Now some of you might be asking why the buck wasn’t running with the does. After all, they were already bred so what real harm could he do? Well a billy-goat is one of the most cantankerous things on Earth, and it’s not beyond a billy to beat a doe and make her abort just so he can breed her again. Even though I was watching them, he weighs in at about two-hundred pounds and I try to stay out from in between him and what he wants to be doing. If he’d given me too much trouble that cold-assed winter I would have butchered him. I had a freezer full of frozen goat sperm from several different sires and I didn’t actually need him. So why did I keep him at all? Because I don’t like doing artificial insemination at all, and I sort of liked the asshole.

There was another reason for keeping him separated from the does. Billy goats have scent glands and they piss on their heads. When they’re in rut they are the foulest-smelling things you can imagine, and even when they aren’t in rut they don’t smell too pretty and will make the milk smell and taste off. So I just always kept him penned separate from the does except for the one month a year I ran him with them to breed. Normally he lived in a one-acre pen and had his own small pond and an out building to protect him from the weather. I usually even let him have an extra rooster for company, but we had eaten his extra rooster for Christmas dinner because I couldn’t afford to feed extra mouths that weren’t producing.

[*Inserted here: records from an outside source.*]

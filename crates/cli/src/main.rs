//! `visitbook` command-line front end.
//!
//! Parses arguments, opens the YAML record store and hands everything else to
//! `visitbook-core`.
//!
//! # Environment Variables
//! - `VISITBOOK_RECORDS`: records file (default: `records.yaml`), overridden by `--records`
//! - `VISITBOOK_DISPLAY_FORMAT`: chrono format for displayed visits
//! - `RUST_LOG`: tracing filter (default directive: `visitbook=info`)

mod store;

use anyhow::Context;
use clap::{Args, Parser, Subcommand};
use std::path::PathBuf;
use tracing_subscriber::{layer::SubscriberExt, util::SubscriberInitExt};
use visitbook_core::{
    add_record, config::display_format_from_env_value, edit_record, overdue_records, sorted_view,
    CoreConfig, Frequency, NonEmptyText, Occurrence, PhoneNumber, Record, RecordError,
    RecordFields, RecordInput, RecordResult, RecordStore, SortKey, Visit,
};

use crate::store::YamlRecordStore;

#[derive(Parser)]
#[command(name = "visitbook")]
#[command(about = "Client visit book: track and sort recurring home visits")]
struct Cli {
    /// Records file
    #[arg(long, global = true, env = "VISITBOOK_RECORDS", default_value = "records.yaml")]
    records: PathBuf,

    #[command(subcommand)]
    command: Option<Commands>,
}

#[derive(Subcommand)]
enum Commands {
    /// Add a record
    Add(AddArgs),
    /// Edit the record with the given name
    Edit {
        /// Name of the record to edit
        target: String,
        #[command(flatten)]
        changes: EditArgs,
    },
    /// List all records in stored order
    List,
    /// Sort records by exactly one visit field
    Sort {
        /// Sort by last visit
        #[arg(long)]
        last_visit: bool,
        /// Sort by next visit
        #[arg(long)]
        visit: bool,
    },
    /// List records whose next visit is overdue
    Overdue,
    /// Show the planned visits for a record
    Schedule {
        /// Name of the record
        name: String,
    },
}

#[derive(Args)]
struct AddArgs {
    #[arg(long)]
    name: String,
    #[arg(long)]
    phone: String,
    #[arg(long)]
    language: String,
    #[arg(long)]
    address: String,
    /// Last visit (yyyy-MM-dd HH:mm)
    #[arg(long)]
    last_visit: Option<String>,
    /// Next visit (yyyy-MM-dd HH:mm)
    #[arg(long)]
    visit: Option<String>,
    /// e.g. weekly, monthly, "2 weeks"
    #[arg(long)]
    frequency: Option<String>,
    /// Number of planned visits
    #[arg(long)]
    occurrence: Option<String>,
    /// Health condition (repeatable)
    #[arg(long = "tag")]
    tags: Vec<String>,
}

impl From<AddArgs> for RecordInput {
    fn from(args: AddArgs) -> Self {
        RecordInput {
            name: args.name,
            phone: args.phone,
            language: args.language,
            address: args.address,
            last_visit: args.last_visit,
            next_visit: args.visit,
            frequency: args.frequency,
            occurrence: args.occurrence,
            tags: args.tags,
        }
    }
}

/// Field overrides for `edit`. Pass `-` or an empty string to clear an optional field.
#[derive(Args, Default)]
struct EditArgs {
    #[arg(long)]
    name: Option<String>,
    #[arg(long)]
    phone: Option<String>,
    #[arg(long)]
    language: Option<String>,
    #[arg(long)]
    address: Option<String>,
    #[arg(long)]
    last_visit: Option<String>,
    #[arg(long)]
    visit: Option<String>,
    #[arg(long)]
    frequency: Option<String>,
    #[arg(long)]
    occurrence: Option<String>,
    /// Replaces all tags when given
    #[arg(long = "tag")]
    tags: Option<Vec<String>>,
}

impl EditArgs {
    /// Applies the overrides to a copy of `fields`, parsing each given value strictly.
    fn apply(&self, mut fields: RecordFields) -> RecordResult<RecordFields> {
        fn clearable(value: &str) -> &str {
            if value.trim() == "-" {
                ""
            } else {
                value
            }
        }

        if let Some(name) = &self.name {
            fields.name = NonEmptyText::new(name)?;
        }
        if let Some(phone) = &self.phone {
            fields.phone = PhoneNumber::parse(phone)?;
        }
        if let Some(language) = &self.language {
            fields.language = NonEmptyText::new(language)?;
        }
        if let Some(address) = &self.address {
            fields.address = NonEmptyText::new(address)?;
        }
        if let Some(last_visit) = &self.last_visit {
            fields.last_visit = Visit::parse(clearable(last_visit))?;
        }
        if let Some(visit) = &self.visit {
            fields.next_visit = Visit::parse(clearable(visit))?;
        }
        if let Some(frequency) = &self.frequency {
            fields.frequency = Frequency::parse(frequency)?;
        }
        if let Some(occurrence) = &self.occurrence {
            fields.occurrence = Occurrence::parse(occurrence)?;
        }
        if let Some(tags) = &self.tags {
            fields.tags = tags
                .iter()
                .map(NonEmptyText::new)
                .collect::<Result<_, _>>()?;
        }
        Ok(fields)
    }
}

fn main() -> anyhow::Result<()> {
    dotenvy::dotenv().ok();

    tracing_subscriber::registry()
        .with(
            tracing_subscriber::EnvFilter::from_default_env()
                .add_directive("visitbook=info".parse()?),
        )
        .with(tracing_subscriber::fmt::layer().with_writer(std::io::stderr))
        .init();

    run(Cli::parse(), std::env::var("VISITBOOK_DISPLAY_FORMAT").ok())
}

/// Runs one parsed invocation. The display format is only resolved once a command is known,
/// so `--help` and a bare `visitbook` work even with a bad `VISITBOOK_DISPLAY_FORMAT`.
fn run(cli: Cli, display_format: Option<String>) -> anyhow::Result<()> {
    let Some(command) = cli.command else {
        println!("Use 'visitbook --help' for commands");
        return Ok(());
    };

    let cfg = CoreConfig::new(display_format_from_env_value(display_format)?)?;

    let mut store = YamlRecordStore::open(&cli.records)
        .with_context(|| format!("opening {}", cli.records.display()))?;

    match command {
        Commands::Add(args) => {
            let candidate = Record::from_input(&RecordInput::from(args))?;
            let summary = add_record(candidate, &mut store)?;
            store
                .save()
                .with_context(|| format!("saving {}", store.path().display()))?;
            println!("{}", summary.message);
        }
        Commands::Edit { target, changes } => {
            let existing = store
                .find_by_name(&target)
                .cloned()
                .ok_or_else(|| RecordError::RecordNotFound(target.clone()))?;
            let edited = Record::new(changes.apply(existing.to_fields())?);
            let summary = edit_record(&existing, edited, &mut store)?;
            store
                .save()
                .with_context(|| format!("saving {}", store.path().display()))?;
            println!("{}", summary.message);
        }
        Commands::List => {
            print_records(store.iter(), &cfg);
        }
        Commands::Sort { last_visit, visit } => {
            let key = SortKey::from_flags(last_visit, visit)?;
            print_records(sorted_view(&store, key).iter(), &cfg);
        }
        Commands::Overdue => {
            let now = chrono::Local::now().naive_local();
            print_records(overdue_records(&store, now).iter(), &cfg);
        }
        Commands::Schedule { name } => {
            let record = store
                .find_by_name(&name)
                .ok_or_else(|| RecordError::RecordNotFound(name.clone()))?;
            match record.next_visit().try_date_time() {
                Some(anchor) => {
                    for (index, date) in record.recurrence().visit_dates(anchor).enumerate() {
                        println!(
                            "{}. {}",
                            index + 1,
                            Visit::from_date_time(date).formatted(cfg.display_format())
                        );
                    }
                }
                None => println!("{} has no upcoming visit scheduled.", record.name()),
            }
        }
    }

    Ok(())
}

fn print_records<'a>(records: impl Iterator<Item = &'a Record>, cfg: &CoreConfig) {
    let mut printed = 0usize;
    for (index, record) in records.enumerate() {
        println!("{}. {}", index + 1, record.display_with(cfg));
        printed += 1;
    }
    if printed == 0 {
        println!("No records found.");
    }
}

Yet I was feeding that billy goat. I know it doesn’t make any sense.

So now you’re asking why did I have to stay out there to keep the two roosters from fighting. Two reasons really. First, what if you only had one roster and it died? Well eventually there would be no chickens at all because I have to tell you that except for me and a few of my cohorts who managed to keep flocks alive through the apocalypse—one of them by moving the chickens into the house with them—there were no chickens, no live ones after the snow cleared. Not in our part of the world anyway. Also I have two different kinds of chickens—Production Reds for eggs—so I have two-dozen hens and a rooster at any time. And I also keep four silky hens and a rooster at all times because a silky will set on a golf ball. See I want my laying chickens to lay all the time, and with the light in the barn making sure they always have at least twelve hours of daylight they do always lay. I’m tricking them but I don’t care. What I don’t want my laying hens to do is to go broody because you see when they go broody they stop laying and they set on the eggs. It’s just a pain in the ass to try to break them up, so they bred the setting gene out of laying hens. However I still need to raise chicks and I don’t want to screw with an incubator—though I do have one—so I have the Silkies who lay about a dozen eggs and decide it’s time to set. I take all but one of their eggs and give them the Production Red eggs to set on and hatch. That’s how I get new hens and extra roosters to eat and to keep the billy-goat company.